INTERIOR: The mid-C16 internal layout of the building remains legible and much historic fabric survives, including stone doorways, panelling, fireplaces and decorative friezes, plasterwork and graffiti. The fireplaces to the Presence Chamber and King's Chamber have shallow Tudor arches with chamfers and mouldings; that to the Long Gallery is a more elaborate example, with a projecting, moulded chimneypiece breaking forward and carried on scrolled brackets. The Private Chamber retains some plain square panelling, which survives to a much greater extent in the King's Chamber. There is no surviving principal staircase and a newel staircase to the King's Chamber has been removed. The stair turret retains its solid-tread newel stair.

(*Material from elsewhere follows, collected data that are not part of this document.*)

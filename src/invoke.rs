//! Running one content source through its parser.
//!
//! Invocation is tolerant up to the parser call: no parser for the pattern,
//! an invalid glob or an empty match each produce an event and the empty
//! [`ParserResult`], and the page is still written. Once files are matched,
//! failing to read one, or to write its source listing, ends the build.

use crate::markdown::escape_html;
use crate::parsers::{ContentParser, ParseEnv, ParserOptions};
use crate::resolve::{self, ResolveError};
use crate::site::{BuildEnv, BuildError, BuildEvent};
use crate::types::{ParserResult, SourceView};
use serde_json::{Map, Value};
use std::fs;
use std::path::Path;

/// Where a page, sub-page or block takes its content from.
#[derive(Debug, Clone, Copy)]
pub struct ContentSource<'a> {
    pub pattern: &'a str,
    pub ignore: &'a [String],
    /// Parser type forced regardless of extension.
    pub compile: Option<&'a str>,
    pub options: &'a Map<String, Value>,
}

impl<'a> ContentSource<'a> {
    pub fn new(pattern: &'a str, options: &'a Map<String, Value>) -> Self {
        Self {
            pattern,
            ignore: &[],
            compile: None,
            options,
        }
    }
}

pub fn invoke(env: &BuildEnv, source: &ContentSource<'_>) -> Result<ParserResult, BuildError> {
    let Some(parser) = env.registry.find(source.pattern, source.compile) else {
        env.emit(BuildEvent::NoParser {
            pattern: source.pattern.to_string(),
            compile: source.compile.map(str::to_string),
        });
        return Ok(ParserResult::default());
    };

    let resolved = match resolve::resolve(&env.config.cwd, source.pattern, source.ignore) {
        Ok(resolved) => resolved,
        Err(ResolveError::Pattern { message, .. }) => {
            env.emit(BuildEvent::NoFiles {
                pattern: source.pattern.to_string(),
                error: Some(message),
            });
            return Ok(ParserResult::default());
        }
    };
    for entry in resolved.skipped {
        env.emit(BuildEvent::EntrySkipped {
            pattern: source.pattern.to_string(),
            path: entry.path,
            error: entry.error,
        });
    }
    let files = resolved.files;
    if files.is_empty() {
        env.emit(BuildEvent::NoFiles {
            pattern: source.pattern.to_string(),
            error: None,
        });
        return Ok(ParserResult::default());
    }

    let options = ParserOptions::merged(
        &files,
        env.config.parser_defaults(parser.kind()),
        source.options,
    );

    let mut contents = Vec::with_capacity(files.len());
    for file in &files {
        let path = env.config.cwd.join(file);
        let text = fs::read_to_string(&path).map_err(|source| BuildError::Read { path, source })?;
        if options.flag("source") {
            write_source_view(env, parser, file, &text)?;
        }
        contents.push(text);
    }

    let parse_env = ParseEnv {
        config: &env.config,
        highlighter: &env.highlighter,
    };
    Ok(parser.parse(&contents, &options, &parse_env))
}

/// Output path of a file's source listing, relative to the destination:
/// `static/<dir>/<file name>.html`.
pub fn source_view_file(file: &str) -> String {
    format!("static/{file}.html")
}

/// Relative path from a listing's directory back to `<dest>/source`.
pub fn source_dir_for(file: &str) -> String {
    let depth = Path::new(file)
        .parent()
        .map_or(0, |dir| dir.components().count());
    format!("{}source", "../".repeat(depth + 1))
}

fn write_source_view(
    env: &BuildEnv,
    parser: &dyn ContentParser,
    file: &str,
    text: &str,
) -> Result<(), BuildError> {
    let lang = parser.source_lang(file);
    let highlighted = env.highlighter.highlight(text, Some(&lang));
    let highlighted = if highlighted == text {
        escape_html(text)
    } else {
        highlighted
    };
    let view = SourceView {
        title: format!("{} : {}", env.config.name, file),
        footer: env.config.common.footer.clone(),
        source_dir: source_dir_for(file),
        lang,
        content: text.to_string(),
        highlighted,
    };
    let html = env.templates.render_source(&view)?;
    let out = source_view_file(file);
    env.write_output(&out, &html)?;
    env.emit(BuildEvent::SourceGenerated {
        source: file.to_string(),
        file: out,
    });
    Ok(())
}

#[cfg(test)]
mod tests {
    use super::*;
    use crate::test_helpers::{SiteFixture, collect_events};
    use crate::parsers::ParserRegistry;
    use serde_json::json;
    use std::sync::mpsc;

    fn env_for(site: &SiteFixture) -> (BuildEnv, mpsc::Receiver<BuildEvent>) {
        let (tx, rx) = mpsc::channel();
        let env = BuildEnv::new(site.config(), ParserRegistry::with_builtin(), Some(tx)).unwrap();
        (env, rx)
    }

    #[test]
    fn source_dir_depth() {
        assert_eq!(source_dir_for("a.js"), "../source");
        assert_eq!(source_dir_for("src/a.js"), "../../source");
        assert_eq!(source_dir_for("src/lib/a.js"), "../../../source");
    }

    #[test]
    fn source_view_keeps_file_name() {
        assert_eq!(source_view_file("src/a.js"), "static/src/a.js.html");
    }

    #[test]
    fn no_parser_yields_empty_result() {
        let site = SiteFixture::new().file("notes.txt", "hi");
        let (env, rx) = env_for(&site);
        let options = Map::new();
        let result = invoke(&env, &ContentSource::new("notes.txt", &options)).unwrap();
        assert!(result.is_empty());
        drop(env);
        assert!(matches!(
            &collect_events(rx)[..],
            [BuildEvent::NoParser { pattern, .. }] if pattern == "notes.txt"
        ));
    }

    #[test]
    fn empty_match_yields_empty_result() {
        let site = SiteFixture::new();
        let (env, rx) = env_for(&site);
        let options = Map::new();
        let result = invoke(&env, &ContentSource::new("docs/*.md", &options)).unwrap();
        assert!(result.is_empty());
        drop(env);
        assert!(matches!(
            &collect_events(rx)[..],
            [BuildEvent::NoFiles { error: None, .. }]
        ));
    }

    #[test]
    fn invalid_glob_yields_empty_result() {
        let site = SiteFixture::new();
        let (env, rx) = env_for(&site);
        let options = Map::new();
        let result = invoke(&env, &ContentSource::new("docs/**.{md", &options)).unwrap();
        assert!(result.is_empty());
        drop(env);
        assert!(matches!(
            &collect_events(rx)[..],
            [BuildEvent::NoFiles { error: Some(_), .. }]
        ));
    }

    #[cfg(unix)]
    #[test]
    fn unreadable_entry_is_reported_and_passed_over() {
        let site = SiteFixture::new().file("docs/a.md", "# First\n");
        let link = site.path().join("docs/old-link");
        std::os::unix::fs::symlink(site.path().join("docs/gone.md"), &link).unwrap();
        let (env, rx) = env_for(&site);
        let options = Map::new();
        let result = invoke(&env, &ContentSource::new("docs/*.md", &options)).unwrap();
        let names: Vec<_> = result.menus.unwrap().into_iter().map(|m| m.name).collect();
        assert_eq!(names, ["First"]);
        drop(env);
        assert!(matches!(
            &collect_events(rx)[..],
            [BuildEvent::EntrySkipped { pattern, path, .. }]
                if pattern == "docs/*.md" && *path == link
        ));
    }

    #[test]
    fn parses_matched_files_in_order() {
        let site = SiteFixture::new()
            .file("docs/b.md", "# Second\n")
            .file("docs/a.md", "# First\n");
        let (env, _rx) = env_for(&site);
        let options = Map::new();
        let result = invoke(&env, &ContentSource::new("docs/*.md", &options)).unwrap();
        let names: Vec<_> = result.menus.unwrap().into_iter().map(|m| m.name).collect();
        assert_eq!(names, ["First", "Second"]);
    }

    #[test]
    fn ignore_and_compile_are_honored() {
        let site = SiteFixture::new()
            .file("src/a.md", "# A\n")
            .file("src/skip.md", "# Skip\n");
        let (env, _rx) = env_for(&site);
        let options = Map::new();
        let ignore = vec!["src/skip.md".to_string()];
        let source = ContentSource {
            pattern: "src/*.md",
            ignore: &ignore,
            compile: Some("code"),
            options: &options,
        };
        let result = invoke(&env, &source).unwrap();
        assert_eq!(result.kind.as_deref(), Some("code"));
        let names: Vec<_> = result.menus.unwrap().into_iter().map(|m| m.name).collect();
        assert_eq!(names, ["src/a.md"]);
    }

    #[test]
    fn source_option_writes_listing() {
        let site = SiteFixture::new().file("src/a.js", "var a = 1 < 2;\n");
        let (env, rx) = env_for(&site);
        let options = json!({ "source": true });
        let options = options.as_object().unwrap();
        invoke(&env, &ContentSource::new("src/*.js", options)).unwrap();
        drop(env);

        let listing = site.dest().join("static/src/a.js.html");
        let html = fs::read_to_string(listing).unwrap();
        assert!(html.contains(" : src/a.js</title>"));
        assert!(html.contains("../../source"));
        assert!(matches!(
            &collect_events(rx)[..],
            [BuildEvent::SourceGenerated { source, file }]
                if source == "src/a.js" && file == "static/src/a.js.html"
        ));
    }

    #[test]
    fn parser_type_defaults_apply_below_call_site_options() {
        let site = SiteFixture::new()
            .file("a.md", "## Two\n")
            .config_toml("[options.markdown]\nmenu_level = 1\n");
        let (env, _rx) = env_for(&site);
        let none = Map::new();
        let result = invoke(&env, &ContentSource::new("a.md", &none)).unwrap();
        assert!(result.menus.unwrap()[0].sub);

        let overrides = json!({ "menu_level": 2 });
        let result =
            invoke(&env, &ContentSource::new("a.md", overrides.as_object().unwrap())).unwrap();
        assert!(!result.menus.unwrap()[0].sub);
    }

    #[test]
    fn unreadable_file_is_fatal() {
        let site = SiteFixture::new().file("bad.md", "");
        fs::write(site.path().join("bad.md"), [0xff, 0xfe, 0xfd]).unwrap();
        let (env, _rx) = env_for(&site);
        let options = Map::new();
        assert!(matches!(
            invoke(&env, &ContentSource::new("bad.md", &options)),
            Err(BuildError::Read { .. })
        ));
    }
}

The roof to the east range, which has been dated to 1535, survives largely intact and consists of twelve trusses with tie beam, collar and queen posts, with arched wind braces. The roof to the north range consists of six alternating A-frame trusses and arch-braced trusses. This roof has been dated to the late-C15 and is said to have been re-used from Kingswood Abbey, which was surrendered at the Dissolution, and acquired and demolished by Sir Nicholas Poyntz from 1538 onwards.
To the south wall of the Private Chamber is a painted frieze of "antike" work [incorporating motifs derived from newly-discovered ancient Greek and Roman sources]. The design is painted in grisaille with touches of red, green and ochre on a black background. The wall paintings consist of three symmetrical panels, each flanked by trompe-l'oeil columns, and include a portrait bust in a cartouche, flowing foliate and animal motifs, and a classical urn. There is further painted decoration, in the form of friezes in the Presence Chamber, and a series of elegant, painted inscriptions in Latin in the Long Gallery. All the painted work has suffered some damage.
SUBSIDIARY FEATURES: The gateway, which has been re-located to the east, dates from the mid- to late-C16. It is built of limestone ashlar with a four-centred arch. To the spandrels are strapwork cartouches of the Poyntz crest on a background of oak branches. The three-panelled entablature is surmounted by a triangular pediment with a lion mask and bases for missing finials. The adjoining flank walls, defining the eastern edge of the east courtyard, and built of coursed rubble stone, are lower than the gateway, and sweep upwards to meet either side of the gateway. The walls are surmounted by a course of upright stones.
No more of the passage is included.